Segovia, along with Toledo, make an outstanding day trip from Madrid, Spain’s capital. Segovia has one of Europe’s best examples that showcase the extraordinary work of Roman engineering. The Aqueduct of Segovia is considered one of the most superb and well-preserved ancient monuments in the whole of Spain.
Segovia is located in the region of Castile and León, about 50 miles from Madrid, and is easily connected by bus and train.The trip by rail to Segovia from Madrid’s Chamartin station takes about 1 ½ hours. Buses also make the journey in about the same time. The historic center is less than 2 km from the station and can be reached via Bus number 8. Flights to Spain are cheap with low-coast carriers from the north of Europe.

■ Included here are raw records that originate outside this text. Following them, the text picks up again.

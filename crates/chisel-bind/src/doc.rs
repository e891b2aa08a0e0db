//! Header doc-comment parsing and representation
//!
//! This module provides types and parsing logic for the documentation
//! attached to header declarations. It extracts structured entries from
//! `\param name text` commands, and recognizes the `[out]`/`[in]`
//! direction markers that some headers place at the start of a parameter
//! description.

use lazy_static::lazy_static;
use regex::Regex;
use serde::{Deserialize, Serialize};

lazy_static! {
    /// Regex for `\param` (or `@param`) doc commands.
    static ref PARAM_REGEX: Regex = Regex::new(
        r"[\\@]param\s+(\w+)\s+([^\\@]*)"
    ).unwrap();
}

/// Direction hint carried by a parameter's doc comment.
#[derive(Debug, Clone, Copy, PartialEq, Eq, Hash, Serialize, Deserialize)]
#[serde(rename_all = "camelCase")]
pub enum DirectionHint {
    /// First text block starts with the literal `[in]` marker.
    In,
    /// First text block starts with the literal `[out]` marker.
    Out,
}

/// Documentation for a single parameter.
#[derive(Debug, Clone, Default, PartialEq, Serialize, Deserialize)]
#[serde(rename_all = "camelCase")]
pub struct ParamDoc {
    /// Parameter name as written in the doc command.
    pub name: String,

    /// Free-text body of the entry.
    #[serde(default)]
    pub text: String,
}

impl ParamDoc {
    /// Create a new parameter doc entry.
    pub fn new(name: impl Into<String>, text: impl Into<String>) -> Self {
        Self {
            name: name.into(),
            text: text.into(),
        }
    }

    /// Direction marker at the start of the first text block, if any.
    ///
    /// Anything other than a leading `[out]` or `[in]` yields `None`,
    /// leaving the caller's conservative input-output default in place.
    pub fn direction(&self) -> Option<DirectionHint> {
        let text = self.text.trim_start();
        if text.starts_with("[out]") {
            Some(DirectionHint::Out)
        } else if text.starts_with("[in]") {
            Some(DirectionHint::In)
        } else {
            None
        }
    }
}

/// Parsed documentation for a header declaration.
#[derive(Debug, Clone, Default, PartialEq, Serialize, Deserialize)]
#[serde(rename_all = "camelCase")]
pub struct HeaderDoc {
    /// Main description text.
    #[serde(skip_serializing_if = "Option::is_none", default)]
    pub text: Option<String>,

    /// Parameter-comment entries, in declaration order.
    #[serde(skip_serializing_if = "Vec::is_empty", default)]
    pub params: Vec<ParamDoc>,
}

impl HeaderDoc {
    /// Create an empty doc.
    pub fn new() -> Self {
        Self::default()
    }

    /// Create from description text only.
    pub fn from_text(text: impl Into<String>) -> Self {
        Self {
            text: Some(text.into()),
            params: Vec::new(),
        }
    }

    /// Parse a raw doc comment into description and parameter entries.
    ///
    /// Handles `/** ... */` blocks with leading `*` gutters as well as
    /// plain text. Everything before the first doc command becomes the
    /// description.
    pub fn parse(comment: &str) -> Self {
        let cleaned = clean_comment(comment);

        let text = match cleaned.find(|c| c == '\\' || c == '@') {
            Some(0) => None,
            Some(idx) => Some(cleaned[..idx].trim().to_string()).filter(|t| !t.is_empty()),
            None => Some(cleaned.trim().to_string()).filter(|t| !t.is_empty()),
        };

        let params = PARAM_REGEX
            .captures_iter(&cleaned)
            .map(|cap| ParamDoc::new(&cap[1], cap[2].trim()))
            .collect();

        Self { text, params }
    }

    /// Whether the doc carries no content.
    pub fn is_empty(&self) -> bool {
        self.text.is_none() && self.params.is_empty()
    }

    /// Look up the entry for a parameter by name.
    pub fn param(&self, name: &str) -> Option<&ParamDoc> {
        self.params.iter().find(|p| p.name == name)
    }

    /// First sentence of the description, for summaries.
    pub fn summary(&self) -> Option<&str> {
        self.text.as_ref().map(|t| {
            if let Some(idx) = t.find(". ") {
                &t[..=idx]
            } else if let Some(idx) = t.find(".\n") {
                &t[..=idx]
            } else {
                t.as_str()
            }
        })
    }
}

/// Strip comment delimiters and per-line `*` gutters.
fn clean_comment(comment: &str) -> String {
    let body = comment
        .trim()
        .trim_start_matches("/**")
        .trim_start_matches("/*")
        .trim_end_matches("*/");

    body.lines()
        .map(|line| {
            let line = line.trim_start();
            line.strip_prefix('*').map(str::trim_start).unwrap_or(line)
        })
        .collect::<Vec<_>>()
        .join("\n")
        .trim()
        .to_string()
}
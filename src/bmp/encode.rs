//! BMP encoder: uncompressed 24-bit and 32-bit BMP.

use rgb::RGB8;

use super::fields::{FILE_HEADER_SIZE, INFO_HEADER_SIZE};
use super::header::row_padding;
use crate::bitmap::Bitmap;
use crate::error::BmpError;
use crate::pixel::{BitDepth, RowOrder};

const DATA_OFFSET: u32 = FILE_HEADER_SIZE + INFO_HEADER_SIZE;

/// Encode colors (top row first) as an uncompressed BMP with a 40-byte info
/// header.
pub fn encode_bmp(
    pixels: &[RGB8],
    width: u32,
    height: u32,
    depth: BitDepth,
    order: RowOrder,
) -> Result<Vec<u8>, BmpError> {
    if width == 0 || height == 0 {
        return Err(BmpError::invalid("width and height must be positive"));
    }
    if width > i32::MAX as u32 || height > i32::MAX as u32 {
        return Err(BmpError::DimensionsTooLarge { width, height });
    }
    let w = width as usize;
    let h = height as usize;
    let expected = w
        .checked_mul(h)
        .ok_or(BmpError::DimensionsTooLarge { width, height })?;
    if pixels.len() != expected {
        return Err(BmpError::invalid(format!(
            "need {expected} pixels for {width}x{height}, got {}",
            pixels.len()
        )));
    }

    let bpp = depth.bytes_per_pixel();
    let pad_bytes = usize::from(row_padding(width, bpp));
    let row_stride = w
        .checked_mul(bpp)
        .and_then(|r| r.checked_add(pad_bytes))
        .ok_or(BmpError::DimensionsTooLarge { width, height })?;
    let pixel_data_size = row_stride
        .checked_mul(h)
        .and_then(|n| u32::try_from(n).ok())
        .ok_or(BmpError::DimensionsTooLarge { width, height })?;
    let file_size = pixel_data_size
        .checked_add(DATA_OFFSET)
        .ok_or(BmpError::DimensionsTooLarge { width, height })?;

    let mut out = Vec::with_capacity(file_size as usize);
    write_bmp_header(&mut out, file_size, pixel_data_size, width, height, depth, order);

    let mut rows: Vec<&[RGB8]> = pixels.chunks_exact(w).collect();
    if order == RowOrder::BottomUp {
        rows.reverse();
    }
    for row in rows {
        for px in row {
            out.push(px.b);
            out.push(px.g);
            out.push(px.r);
            if depth == BitDepth::Bgrx32 {
                out.push(255);
            }
        }
        out.extend(std::iter::repeat_n(0u8, pad_bytes));
    }

    Ok(out)
}

/// Encode a monochrome bitmap: dark pixels black, light pixels white.
pub fn encode_bitmap(bitmap: &Bitmap, depth: BitDepth, order: RowOrder) -> Result<Vec<u8>, BmpError> {
    let black = RGB8::new(0, 0, 0);
    let white = RGB8::new(255, 255, 255);
    let pixels: Vec<RGB8> = bitmap
        .rows()
        .iter()
        .flatten()
        .map(|&dark| if dark { black } else { white })
        .collect();
    encode_bmp(&pixels, bitmap.width(), bitmap.height(), depth, order)
}

fn write_bmp_header(
    out: &mut Vec<u8>,
    file_size: u32,
    pixel_data_size: u32,
    width: u32,
    height: u32,
    depth: BitDepth,
    order: RowOrder,
) {
    let signed_height = match order {
        RowOrder::BottomUp => height as i32,
        RowOrder::TopDown => -(height as i32),
    };

    // File header (14 bytes)
    out.extend_from_slice(b"BM");
    out.extend_from_slice(&file_size.to_le_bytes());
    out.extend_from_slice(&[0u8; 4]); // reserved
    out.extend_from_slice(&DATA_OFFSET.to_le_bytes());

    // DIB header (BITMAPINFOHEADER, 40 bytes)
    out.extend_from_slice(&INFO_HEADER_SIZE.to_le_bytes());
    out.extend_from_slice(&(width as i32).to_le_bytes());
    out.extend_from_slice(&signed_height.to_le_bytes());
    out.extend_from_slice(&1u16.to_le_bytes()); // planes
    out.extend_from_slice(&depth.bits().to_le_bytes());
    out.extend_from_slice(&0u32.to_le_bytes()); // compression
    out.extend_from_slice(&pixel_data_size.to_le_bytes());
    out.extend_from_slice(&2835u32.to_le_bytes()); // h resolution (72 DPI)
    out.extend_from_slice(&2835u32.to_le_bytes()); // v resolution
    out.extend_from_slice(&0u32.to_le_bytes()); // colors used
    out.extend_from_slice(&0u32.to_le_bytes()); // important colors
}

Other important monuments in Segovia include the Alcázar, begun around the 11th century, and the 16th century Gothic cathedral. A mix of Moors, Christians and Jews coexisted here for generations in this city. In 1985 the old city of Segovia and its Aqueduct were declared a World Heritage site by UNESCO due to the vast array of historic buildings, both civil and religious.
The Alcazar of Segovia stands imposingly atop a rocky mount above the old city. The castle is one of the most dramatic in the country. Originally built as a fortress, the historic structure has served as a royal palace, a state prison, a Royal Artillery College and a military academy. Supposedly the castle is one of the inspirations for Walt Disney’s.
The Aqueduct of Segovia, located in Plaza del Azoguejo, is the defining historical feature of the city. Dating from the late 1st or early 2nd century, it is the most important Roman civil engineering work in Spain. It consists of about 25,000 granite blocks held together without any mortar, and spans 818 meters with more than 170 arches, the highest being 29 meters high. The impressive 221 colossal piers form the urban segment of the aqueduct which once transported water on a 1% gradient over the course of 18 km.
The Segovia Cathedral is the last Gothic cathedral built in Spain. It is considered the masterpiece of Basque-Castilian Gothic and is known as “The Lady of Cathedrals”. This is the third largest cathedral in the city, and retains the cloister of the second, located opposite the castle and destroyed during the Revolt of the Comuneros in 1520. The cathedral was consecrated in 1768 and has dimensions 105 meters long, 50 meters wide, and 33 high in the nave, with 18 chapels and three doors.
This 12-sided Romanesque church is located just out of the city on the Carretera de Zamarramala. It’s worth taking a walk down below from the old city to see this Knights Templar-founded church from 1208. Most tourists will miss it.